Former Toy Company Owner Sentenced for Failure to Pay Employment Taxes
On June 12, 2013, in St. Paul, Minn., Kim Robert Calkins, of Eden Prairie, Minn., was sentenced to 12 months and one day in prison for failure to pay federal employment taxes. Calkins pleaded guilty on September 26, 2012. In his plea agreement, Calkins admitted that from the third quarter of 2008 to the final quarter of 2010, he failed to pay to the IRS the employment taxes withheld from employees of Princess Soft Toys. Despite receiving regular notices that the employment taxes were still due, Calkins neglected to pay the amount owed. The total tax loss in this case is $852,361.

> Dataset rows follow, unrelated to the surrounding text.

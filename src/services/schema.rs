// src/services/schema.rs

//! Request validation shared by the services.
//!
//! Requests are flat JSON objects; extra keys are ignored. Every helper
//! reports problems as [`WorkerError::Validation`] with a
//! `key '<name>' error: ..` message.

use chrono::NaiveDate;
use serde_json::Value;

use crate::services::parsers::date_convert;
use crate::services::worker::WorkerError;
use crate::types::JobRequest;

fn key_error(key: &str, detail: impl std::fmt::Display) -> WorkerError {
    WorkerError::Validation(format!("key '{key}' error: {detail}"))
}

/// `name` is usable as a bare SQL column or table name.
pub fn is_identifier(name: &str) -> bool {
    let mut chars = name.chars();
    matches!(chars.next(), Some(c) if c.is_ascii_alphabetic() || c == '_')
        && chars.all(|c| c.is_ascii_alphanumeric() || c == '_')
}

/// The request must be addressed to `service`.
pub fn expect_service(request: &JobRequest, service: &str) -> Result<(), WorkerError> {
    if request.service() == service {
        Ok(())
    } else {
        Err(key_error(
            "service",
            format!("'{}' should be '{service}'", request.service()),
        ))
    }
}

fn as_int(value: &Value) -> Option<i64> {
    match value {
        Value::Number(n) => n.as_i64(),
        Value::String(s) => s.trim().parse().ok(),
        _ => None,
    }
}

/// Required integer; numeric strings (query arguments) are accepted.
pub fn required_int(request: &JobRequest, key: &str) -> Result<i64, WorkerError> {
    match request.payload().get(key) {
        None => Err(WorkerError::Validation(format!("Missing key: '{key}'"))),
        Some(value) => {
            as_int(value).ok_or_else(|| key_error(key, format!("{value} should be instance of 'int'")))
        }
    }
}

pub fn optional_int(request: &JobRequest, key: &str, default: i64) -> Result<i64, WorkerError> {
    match request.payload().get(key) {
        None => Ok(default),
        Some(_) => required_int(request, key),
    }
}

pub fn optional_bool(request: &JobRequest, key: &str, default: bool) -> Result<bool, WorkerError> {
    match request.payload().get(key) {
        None => Ok(default),
        Some(Value::Bool(b)) => Ok(*b),
        Some(Value::String(s)) if s == "true" || s == "false" => Ok(s == "true"),
        Some(other) => Err(key_error(key, format!("{other} should be instance of 'bool'"))),
    }
}

pub fn optional_str<'a>(request: &'a JobRequest, key: &str, default: &'a str) -> Result<&'a str, WorkerError> {
    match request.payload().get(key) {
        None => Ok(default),
        Some(Value::String(s)) => Ok(s.as_str()),
        Some(other) => Err(key_error(key, format!("{other} should be instance of 'str'"))),
    }
}

fn pair<'a>(key: &str, value: &'a Value) -> Result<(&'a Value, &'a Value), WorkerError> {
    match value.as_array().map(Vec::as_slice) {
        Some([low, high]) => Ok((low, high)),
        Some(_) => Err(key_error(key, "2 values needed for a range")),
        None => Err(key_error(key, format!("{value} should be instance of 'list'"))),
    }
}

/// Optional `[low, high]` range of numbers.
pub fn optional_number_range(request: &JobRequest, key: &str) -> Result<Option<[f64; 2]>, WorkerError> {
    let Some(value) = request.payload().get(key) else {
        return Ok(None);
    };
    let (low, high) = pair(key, value)?;
    let number = |v: &Value| {
        v.as_f64()
            .ok_or_else(|| key_error(key, format!("{v} should be instance of 'float' or 'int'")))
    };
    Ok(Some([number(low)?, number(high)?]))
}

/// Optional `[low, high]` range of integers.
pub fn optional_int_range(request: &JobRequest, key: &str) -> Result<Option<[i64; 2]>, WorkerError> {
    let Some(value) = request.payload().get(key) else {
        return Ok(None);
    };
    let (low, high) = pair(key, value)?;
    let int = |v: &Value| {
        v.as_i64()
            .ok_or_else(|| key_error(key, format!("{v} should be instance of 'int'")))
    };
    Ok(Some([int(low)?, int(high)?]))
}

/// Optional list of integers.
pub fn optional_int_list(request: &JobRequest, key: &str) -> Result<Option<Vec<i64>>, WorkerError> {
    let Some(value) = request.payload().get(key) else {
        return Ok(None);
    };
    let items = value
        .as_array()
        .ok_or_else(|| key_error(key, format!("{value} should be instance of 'list'")))?;
    items
        .iter()
        .map(|v| {
            v.as_i64()
                .ok_or_else(|| key_error(key, format!("{v} should be instance of 'int'")))
        })
        .collect::<Result<Vec<_>, _>>()
        .map(Some)
}

/// Field list for `SELECT`; every entry must be a plain identifier.
pub fn return_fields(request: &JobRequest, default: &[&str]) -> Result<Vec<String>, WorkerError> {
    let Some(value) = request.payload().get("return") else {
        return Ok(default.iter().map(|f| f.to_string()).collect());
    };
    let items = value
        .as_array()
        .ok_or_else(|| key_error("return", format!("{value} should be instance of 'list'")))?;
    if items.is_empty() {
        return Err(key_error("return", "at least one field is needed"));
    }
    items
        .iter()
        .map(|v| match v.as_str() {
            Some(field) if is_identifier(field) => Ok(field.to_string()),
            _ => Err(key_error("return", format!("{v} is not a valid field name"))),
        })
        .collect()
}

/// Date filter in the shape `parse_input` produces.
#[derive(Debug, Clone, PartialEq, Eq)]
pub enum DateFilter {
    Individual(Vec<NaiveDate>),
    Range(NaiveDate, NaiveDate),
}

fn parse_date(value: &Value) -> Result<NaiveDate, WorkerError> {
    value
        .as_str()
        .and_then(date_convert)
        .ok_or_else(|| key_error("date", format!("{value} is not a recognised date")))
}

/// Optional `{"type": "individual"|"range", "value": [..]}`.
pub fn optional_date(request: &JobRequest) -> Result<Option<DateFilter>, WorkerError> {
    let Some(value) = request.payload().get("date") else {
        return Ok(None);
    };
    let kind = value.get("type").and_then(Value::as_str);
    let dates = value.get("value").and_then(Value::as_array);
    match (kind, dates) {
        (Some("individual"), Some(dates)) if !dates.is_empty() => dates
            .iter()
            .map(parse_date)
            .collect::<Result<Vec<_>, _>>()
            .map(|dates| Some(DateFilter::Individual(dates))),
        (Some("range"), Some(dates)) => match dates.as_slice() {
            [from, to] => Ok(Some(DateFilter::Range(parse_date(from)?, parse_date(to)?))),
            _ => Err(key_error("date", "2 values needed for a range")),
        },
        _ => Err(key_error(
            "date",
            format!("{value} should be {{'type': 'individual'|'range', 'value': [<date>, ..]}}"),
        )),
    }
}
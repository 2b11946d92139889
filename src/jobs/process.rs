// src/jobs/process.rs

//! Isolated worker processes.
//!
//! Each job runs as a separate OS process started from a [`WorkerLauncher`]:
//!
//! - the request is written to the child's stdin as one JSON object,
//! - the child's stdout is the *result channel*: the first line that parses
//!   as JSON is forwarded on a bounded channel,
//! - the child's stderr is the *log channel*: every line is forwarded to the
//!   job's log collector.
//!
//! [`ProcessHandle`] is the shared handle the registry and the runner use to
//! check liveness and request termination.

use std::ffi::OsString;
use std::path::{Path, PathBuf};
use std::process::Stdio;
use std::sync::{Arc, Mutex, PoisonError};

use anyhow::Context;
use serde_json::Value;
use tokio::io::{AsyncBufReadExt, AsyncWriteExt, BufReader};
use tokio::process::{Child, Command};
use tokio::sync::mpsc;
use tokio::task::JoinHandle;
use tracing::{debug, info, warn};

use crate::errors::{CosiError, Result};
use crate::jobs::collector::LogRecordSender;
use crate::types::{JobId, JobRequest};

/// Receiving half of a job's result channel.
pub type ResultReceiver = mpsc::Receiver<Value>;

/// Shared handle to a worker process.
///
/// The handle exists from the moment a job id is allocated; the process is
/// attached once it has been spawned. Before that it reports not-alive and
/// ignores termination requests.
#[derive(Debug, Clone, Default)]
pub struct ProcessHandle {
    child: Arc<Mutex<Option<Child>>>,
}

impl ProcessHandle {
    pub fn new() -> Self {
        Self::default()
    }

    /// Take ownership of a freshly spawned child.
    pub fn attach(&self, child: Child) {
        let mut slot = self.child.lock().unwrap_or_else(PoisonError::into_inner);
        *slot = Some(child);
    }

    /// Whether a child has been attached, alive or not.
    pub fn is_attached(&self) -> bool {
        self.child
            .lock()
            .unwrap_or_else(PoisonError::into_inner)
            .is_some()
    }

    /// Process id of the attached child, if it has not been reaped yet.
    pub fn pid(&self) -> Option<u32> {
        let slot = self.child.lock().unwrap_or_else(PoisonError::into_inner);
        slot.as_ref().and_then(Child::id)
    }

    /// Non-blocking liveness check.
    pub fn is_alive(&self) -> bool {
        let mut slot = self.child.lock().unwrap_or_else(PoisonError::into_inner);
        match slot.as_mut() {
            Some(child) => match child.try_wait() {
                Ok(None) => true,
                Ok(Some(_status)) => false,
                Err(err) => {
                    warn!(error = %err, "failed to poll worker process status");
                    false
                }
            },
            None => false,
        }
    }

    /// Ask the process to die without waiting for it.
    ///
    /// Returns `true` if a signal was sent.
    pub fn terminate(&self) -> bool {
        let mut slot = self.child.lock().unwrap_or_else(PoisonError::into_inner);
        match slot.as_mut() {
            Some(child) => match child.start_kill() {
                Ok(()) => true,
                Err(err) => {
                    debug!(error = %err, "terminate request for exited worker");
                    false
                }
            },
            None => false,
        }
    }
}

/// A spawned worker: the child process, its result channel and the task
/// forwarding its stderr into the log channel.
#[derive(Debug)]
pub struct SpawnedWorker {
    pub child: Child,
    pub results: ResultReceiver,
    pub log_drain: Option<JoinHandle<()>>,
}

/// Knows how to start a worker process for a service.
///
/// The child is started as `<program> <args...> worker <service>`, with
/// `envs` added to the inherited environment.
#[derive(Debug, Clone)]
pub struct WorkerLauncher {
    program: PathBuf,
    args: Vec<String>,
    envs: Vec<(String, OsString)>,
}

impl WorkerLauncher {
    pub fn new(program: impl Into<PathBuf>) -> Self {
        Self {
            program: program.into(),
            args: Vec::new(),
            envs: Vec::new(),
        }
    }

    /// Launcher re-executing the currently running binary.
    pub fn current_exe() -> Result<Self> {
        let program = std::env::current_exe()?;
        Ok(Self::new(program))
    }

    /// Extra arguments placed before `worker <service>`.
    pub fn with_args<I, S>(mut self, args: I) -> Self
    where
        I: IntoIterator<Item = S>,
        S: Into<String>,
    {
        self.args = args.into_iter().map(Into::into).collect();
        self
    }

    /// Set an environment variable for every worker started by this launcher.
    pub fn with_env(mut self, key: impl Into<String>, value: impl Into<OsString>) -> Self {
        self.envs.push((key.into(), value.into()));
        self
    }

    pub fn program(&self) -> &Path {
        &self.program
    }

    /// Spawn a worker for `request`, wiring its stderr into `log_tx`.
    pub async fn spawn(
        &self,
        job_id: JobId,
        request: &JobRequest,
        log_tx: LogRecordSender,
    ) -> Result<SpawnedWorker> {
        let mut cmd = Command::new(&self.program);
        cmd.args(&self.args)
            .envs(self.envs.iter().map(|(key, value)| (key, value)))
            .arg("worker")
            .arg(request.service())
            .stdin(Stdio::piped())
            .stdout(Stdio::piped())
            .stderr(Stdio::piped())
            .kill_on_drop(true);

        let mut child = cmd
            .spawn()
            .with_context(|| format!("spawning {}", self.program.display()))
            .map_err(|err| CosiError::WorkerSpawn(format!("{err:#}")))?;

        info!(
            job_id,
            service = %request.service(),
            pid = child.id(),
            "worker process started"
        );

        if let Some(mut stdin) = child.stdin.take() {
            let payload = serde_json::to_vec(request)?;
            // A worker that dies before reading its input is caught by the
            // liveness check, so a broken pipe here is not fatal.
            if let Err(err) = stdin.write_all(&payload).await {
                warn!(job_id, error = %err, "failed to write request to worker");
            }
            drop(stdin);
        }

        let (result_tx, results) = mpsc::channel::<Value>(1);

        if let Some(stdout) = child.stdout.take() {
            tokio::spawn(async move {
                let mut lines = BufReader::new(stdout).lines();
                let mut result_tx = Some(result_tx);

                while let Ok(Some(line)) = lines.next_line().await {
                    if line.trim().is_empty() {
                        continue;
                    }
                    match serde_json::from_str::<Value>(&line) {
                        Ok(value) => match result_tx.take() {
                            Some(tx) => {
                                let _ = tx.send(value).await;
                            }
                            None => warn!(job_id, "worker wrote more than one result; ignoring"),
                        },
                        Err(_) => debug!(job_id, "stdout: {}", line),
                    }
                }
            });
        }

        // Always consume stderr so the pipe never fills up.
        let log_drain = child.stderr.take().map(|stderr| {
            tokio::spawn(async move {
                let mut lines = BufReader::new(stderr).lines();
                while let Ok(Some(line)) = lines.next_line().await {
                    // After the collector stopped, records are dropped.
                    let _ = log_tx.send(line);
                }
            })
        });

        Ok(SpawnedWorker {
            child,
            results,
            log_drain,
        })
    }
}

Tennessee Man Sentenced on Tax Evasion Charges
On June 3, 2013, in Greeneville, Tenn., Paul Adams, of Kingsport, Tenn., was sentenced to 36 months in prison, three years of supervised release and ordered to pay $2,535,745 in restitution. According to court documents, Adams formed a professional employer organization, employing 500 employees for 23 client companies. Adams performed clerical services for the 23 companies, including withholding federal payroll taxes and filing federal payroll tax returns. During a 17-month period, Adams calculated and collected the correct amount of withholding and payroll taxes, but reported and paid a much smaller number to the Internal Revenue Service and the Social Security Administration. Adams pocketed more than $2.5 million paid by his client companies and the employees.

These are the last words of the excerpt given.